START LISTED ENTRIES

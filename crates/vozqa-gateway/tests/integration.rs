//! Gateway integration tests: start a real server and drive it over HTTP.
//!
//! Run with: `cargo test -p vozqa-gateway --test integration`

use std::io::Cursor;
use std::path::Path;
use std::sync::Arc;

use async_trait::async_trait;
use mockito::Matcher;
use serde_json::json;

use vozqa_core::config::{Config, GenerationConfig, TranscriptionConfig, TtsConfig};
use vozqa_core::error::{GenerationError, SynthesisError, TranscriptionError};
use vozqa_gateway::{AppState, AudioPipeline};
use vozqa_media::{
    ElevenLabsSynthesizer, SynthesizedAudio, Synthesizer, Transcriber, WhisperApiTranscriber,
};
use vozqa_providers::{AnswerGenerator, GeminiGenerator};

/// Find an available port.
fn find_free_port() -> u16 {
    let listener = std::net::TcpListener::bind("127.0.0.1:0").unwrap();
    listener.local_addr().unwrap().port()
}

/// Start a gateway around `pipeline` and wait until it answers `/health`.
async fn start_test_gateway(pipeline: AudioPipeline) -> u16 {
    let port = find_free_port();
    let state = Arc::new(AppState::new(Arc::new(Config::default()), pipeline));

    tokio::spawn(async move {
        let _ = vozqa_gateway::start_server(state, "127.0.0.1", port).await;
    });

    for _ in 0..50 {
        tokio::time::sleep(std::time::Duration::from_millis(100)).await;
        if reqwest::get(format!("http://127.0.0.1:{port}/health"))
            .await
            .is_ok()
        {
            break;
        }
    }

    port
}

/// A mono 16 kHz WAV, as a phone or browser recorder would send.
fn wav_upload(frames: usize, sample_rate: u32) -> Vec<u8> {
    let spec = hound::WavSpec {
        channels: 1,
        sample_rate,
        bits_per_sample: 16,
        sample_format: hound::SampleFormat::Int,
    };
    let mut cursor = Cursor::new(Vec::new());
    let mut writer = hound::WavWriter::new(&mut cursor, spec).unwrap();
    for i in 0..frames {
        let v = ((i as f32 * 0.07).sin() * 8_000.0) as i16;
        writer.write_sample(v).unwrap();
    }
    writer.finalize().unwrap();
    cursor.into_inner()
}

fn upload_form(bytes: Vec<u8>) -> reqwest::multipart::Form {
    let part = reqwest::multipart::Part::bytes(bytes)
        .file_name("pregunta.wav")
        .mime_str("audio/wav")
        .unwrap();
    reqwest::multipart::Form::new().part("file", part)
}

// --- in-process fakes ---

struct FakeTranscriber;

#[async_trait]
impl Transcriber for FakeTranscriber {
    fn id(&self) -> &str {
        "fake"
    }

    async fn transcribe(&self, path: &Path) -> Result<String, TranscriptionError> {
        let bytes = tokio::fs::read(path).await.map_err(TranscriptionError::Read)?;
        hound::WavReader::new(Cursor::new(bytes))
            .map_err(|e| TranscriptionError::Decode(e.to_string()))?;
        Ok("hola".into())
    }
}

struct FakeGenerator {
    fail_with: Option<fn() -> GenerationError>,
}

#[async_trait]
impl AnswerGenerator for FakeGenerator {
    fn id(&self) -> &str {
        "fake"
    }

    async fn generate(&self, prompt: &str) -> Result<String, GenerationError> {
        match self.fail_with {
            Some(make) => Err(make()),
            None => Ok(format!("Respuesta a: {prompt}")),
        }
    }
}

struct FakeSynthesizer;

#[async_trait]
impl Synthesizer for FakeSynthesizer {
    fn id(&self) -> &str {
        "fake"
    }

    async fn synthesize(&self, _text: &str) -> Result<SynthesizedAudio, SynthesisError> {
        SynthesizedAudio::from_samples(&vec![0.1; 9_600], 48_000)
    }
}

fn fake_pipeline(fail_with: Option<fn() -> GenerationError>) -> AudioPipeline {
    AudioPipeline::new(
        Arc::new(FakeTranscriber),
        Arc::new(FakeGenerator { fail_with }),
        Arc::new(FakeSynthesizer),
    )
}

fn assert_48k_wav(bytes: &[u8]) {
    let reader = hound::WavReader::new(Cursor::new(bytes)).unwrap();
    assert_eq!(reader.spec().sample_rate, 48_000);
    assert!(reader.duration() > 0);
}

#[tokio::test]
async fn test_status_endpoint() {
    let port = start_test_gateway(fake_pipeline(None)).await;

    let resp = reqwest::get(format!("http://127.0.0.1:{port}/"))
        .await
        .unwrap();
    assert_eq!(resp.status(), 200);
    let body: serde_json::Value = resp.json().await.unwrap();
    assert_eq!(body, json!({"message": "API funcionando correctamente"}));
}

#[tokio::test]
async fn test_health_endpoint() {
    let port = start_test_gateway(fake_pipeline(None)).await;

    let resp = reqwest::get(format!("http://127.0.0.1:{port}/health"))
        .await
        .unwrap();
    assert_eq!(resp.status(), 200);
    let body: serde_json::Value = resp.json().await.unwrap();
    assert_eq!(body["status"], "ok");
    assert!(body["version"].is_string());
}

#[tokio::test]
async fn test_missing_file_field() {
    let port = start_test_gateway(fake_pipeline(None)).await;

    let form = reqwest::multipart::Form::new().text("note", "sin audio");
    let resp = reqwest::Client::new()
        .post(format!("http://127.0.0.1:{port}/process-audio"))
        .multipart(form)
        .send()
        .await
        .unwrap();

    assert_eq!(resp.status(), 400);
    let body: serde_json::Value = resp.json().await.unwrap();
    assert_eq!(body["error"], "Falta el archivo de audio");
}

#[tokio::test]
async fn test_process_audio_returns_48k_wav() {
    let port = start_test_gateway(fake_pipeline(None)).await;

    // Input rate differs from output rate on purpose.
    let resp = reqwest::Client::new()
        .post(format!("http://127.0.0.1:{port}/process-audio"))
        .multipart(upload_form(wav_upload(16_000, 16_000)))
        .send()
        .await
        .unwrap();

    assert_eq!(resp.status(), 200);
    assert_eq!(resp.headers()["content-type"], "audio/wav");
    let bytes = resp.bytes().await.unwrap();
    assert_48k_wav(&bytes);
}

#[tokio::test]
async fn test_generation_failure_is_json_error() {
    let port = start_test_gateway(fake_pipeline(Some(|| {
        GenerationError::MalformedResponse("response has no candidates".into())
    })))
    .await;

    let resp = reqwest::Client::new()
        .post(format!("http://127.0.0.1:{port}/process-audio"))
        .multipart(upload_form(wav_upload(1_600, 16_000)))
        .send()
        .await
        .unwrap();

    assert_eq!(resp.status(), 502);
    let body: serde_json::Value = resp.json().await.unwrap();
    assert_eq!(body["kind"], "generation");
    assert!(body["error"].as_str().unwrap().contains("no candidates"));
}

#[tokio::test]
async fn test_end_to_end_with_remote_backends() {
    let mut backend = mockito::Server::new_async().await;
    let base = backend.url();

    let stt_mock = backend
        .mock("POST", "/v1/audio/transcriptions")
        .with_status(200)
        .with_body("hola\n")
        .create_async()
        .await;

    let gemini_mock = backend
        .mock("POST", "/v1beta/models/gemini-2.0-flash:generateContent")
        .match_header("x-goog-api-key", "e2e-key")
        .match_body(Matcher::PartialJson(json!({
            "contents": [{"parts": [{"text": "hola"}]}]
        })))
        .with_status(200)
        .with_header("content-type", "application/json")
        .with_body(r#"{"candidates":[{"content":{"parts":[{"text":"¡Hola! ¿En qué te ayudo?"}]}}]}"#)
        .create_async()
        .await;

    // 0.25 s of 24 kHz PCM from the TTS backend.
    let pcm: Vec<u8> = (0..6_000i32)
        .flat_map(|i| (((i % 40) - 20) as i16 * 500).to_le_bytes())
        .collect();
    let tts_mock = backend
        .mock("POST", Matcher::Regex(r"^/v1/text-to-speech/".into()))
        .match_query(Matcher::Any)
        .match_body(Matcher::PartialJson(json!({"text": "¡Hola! ¿En qué te ayudo?"})))
        .with_status(200)
        .with_body(pcm)
        .create_async()
        .await;

    let transcriber = WhisperApiTranscriber::from_config(&TranscriptionConfig {
        base_url: Some(format!("{base}/v1/audio/transcriptions")),
        api_key: Some("stt-key".into()),
        ..TranscriptionConfig::default()
    })
    .unwrap();
    let generator = GeminiGenerator::from_config(&GenerationConfig {
        base_url: Some(base.clone()),
        api_key: Some("e2e-key".into()),
        ..GenerationConfig::default()
    })
    .unwrap();
    let synthesizer = ElevenLabsSynthesizer::from_config(&TtsConfig {
        base_url: Some(base.clone()),
        api_key: Some("tts-key".into()),
        ..TtsConfig::default()
    })
    .unwrap();

    let pipeline = AudioPipeline::new(
        Arc::new(transcriber),
        Arc::new(generator),
        Arc::new(synthesizer),
    );
    let port = start_test_gateway(pipeline).await;

    let resp = reqwest::Client::new()
        .post(format!("http://127.0.0.1:{port}/process-audio"))
        .multipart(upload_form(wav_upload(8_000, 16_000)))
        .send()
        .await
        .unwrap();

    assert_eq!(resp.status(), 200);
    let bytes = resp.bytes().await.unwrap();
    assert_48k_wav(&bytes);

    stt_mock.assert_async().await;
    gemini_mock.assert_async().await;
    tts_mock.assert_async().await;
}

#[tokio::test]
async fn test_unparsable_candidate_never_synthesized() {
    let mut backend = mockito::Server::new_async().await;
    let base = backend.url();

    let _stt = backend
        .mock("POST", "/v1/audio/transcriptions")
        .with_status(200)
        .with_body("hola")
        .create_async()
        .await;
    let _gemini = backend
        .mock("POST", Matcher::Regex(r"generateContent$".into()))
        .match_query(Matcher::Any)
        .with_status(200)
        .with_body(r#"{"unexpected": true}"#)
        .create_async()
        .await;
    let tts = backend
        .mock("POST", Matcher::Regex(r"^/v1/text-to-speech/".into()))
        .match_query(Matcher::Any)
        .expect(0)
        .create_async()
        .await;

    let pipeline = AudioPipeline::new(
        Arc::new(
            WhisperApiTranscriber::from_config(&TranscriptionConfig {
                base_url: Some(format!("{base}/v1/audio/transcriptions")),
                ..TranscriptionConfig::default()
            })
            .unwrap(),
        ),
        Arc::new(
            GeminiGenerator::from_config(&GenerationConfig {
                base_url: Some(base.clone()),
                ..GenerationConfig::default()
            })
            .unwrap(),
        ),
        Arc::new(
            ElevenLabsSynthesizer::from_config(&TtsConfig {
                base_url: Some(base.clone()),
                ..TtsConfig::default()
            })
            .unwrap(),
        ),
    );
    let port = start_test_gateway(pipeline).await;

    let resp = reqwest::Client::new()
        .post(format!("http://127.0.0.1:{port}/process-audio"))
        .multipart(upload_form(wav_upload(1_600, 16_000)))
        .send()
        .await
        .unwrap();

    assert_eq!(resp.status(), 502);
    let body: serde_json::Value = resp.json().await.unwrap();
    assert_eq!(body["kind"], "generation");
    tts.assert_async().await;
}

END LISTED ENTRIES

HOW TO COMPLETE THIS TASK:
Out of the lines in the listing, count the ones with the word "struct", then give only the number.

EXERCISE OUTPUT:
3